The Eighth Day
- Author: Euler Westphal
- Language: Portuguese
- Publication date: 2020

= The Eighth Day (Westphal book) =

Book by Euler Renato Westphal

The Eighth Day is the second book of Euler Renato Westphal, originally published in Portuguese with the title O Oitavo Dia: Na era da seleção natural.

In the second book of Euler Westphal, professor of Systematic Theology and Ethical Issues, the Brazilian researcher analyses the scientific and technological advancement to propose a multidisciplinary dialogue about bioethics.

This book is at the basis of the curriculum of the Interdisciplinarity Seminarium of the Lutheran School of Theology in São Bento do Sul, Brazil. It's also an important book in the discussion of the Theology as a science, and its relationship with other sciences particularly Biology, and Philosophical Ethics.

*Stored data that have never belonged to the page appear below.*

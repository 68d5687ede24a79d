// dryrun/core/execution/src/wallet.rs

// Transaction construction and signing collaborator
use crate::block::SyntheticBlock;
use crate::types::{Signer, SigningContext, Transaction};
use dryrun_storage::{Hash160, RootStore, Snapshot};
use thiserror::Error;

#[derive(Error, Debug, Clone, PartialEq, Eq)]
pub enum WalletError {
    #[error("No account available to pay for the transaction")]
    NoSender,

    #[error("Insufficient GAS: need {need}, have {have}")]
    InsufficientFunds { need: i128, have: i128 },

    #[error("Script faulted during fee estimation: {0}")]
    EstimationFailed(String),

    #[error("Invalid key: {0}")]
    InvalidKey(String),
}

/// Inputs for building a transaction around an already executed script
#[derive(Debug, Clone, Copy)]
pub struct TransactionRequest<'a> {
    pub script: &'a [u8],
    pub sender: Option<Hash160>,
    pub signers: &'a [Signer],
    pub system_fee: i64,
    pub max_gas: i64,
    pub block: Option<&'a SyntheticBlock>,
}

pub trait Wallet: Send + Sync {
    /// Account used as deployer and fallback sender
    fn default_account(&self) -> Option<Hash160>;

    fn make_transaction(
        &self,
        snapshot: &Snapshot<'_>,
        request: TransactionRequest<'_>,
    ) -> Result<Transaction, WalletError>;

    /// Add every witness this wallet can produce; returns whether any was added
    fn sign(&self, context: &mut SigningContext) -> bool;

    fn network_fee(&self, root: &dyn RootStore, tx: &Transaction) -> i64;

    fn network(&self) -> u32;
}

He finds on the post-modern thinking and its concepts of performativity, utility, and lucrativity, and the Bauhaus model of bricolage a new scientific paradigm. The post-modern paradigm broke with the modern paradigm of rationality.

The post-modernism look at the nature as a good thing when it is useful to the humankind, because science and human power are coincident. In the post-modern religion the eschatological and messianic hope is no more in Jesus Christ, but in the efforts to find out a possibility to immortality, good wealth and eternal life through genetical improvement. The wishes of the post-modern man are to reach the perfect human being, the great wealth, without illness and death, the brave new world.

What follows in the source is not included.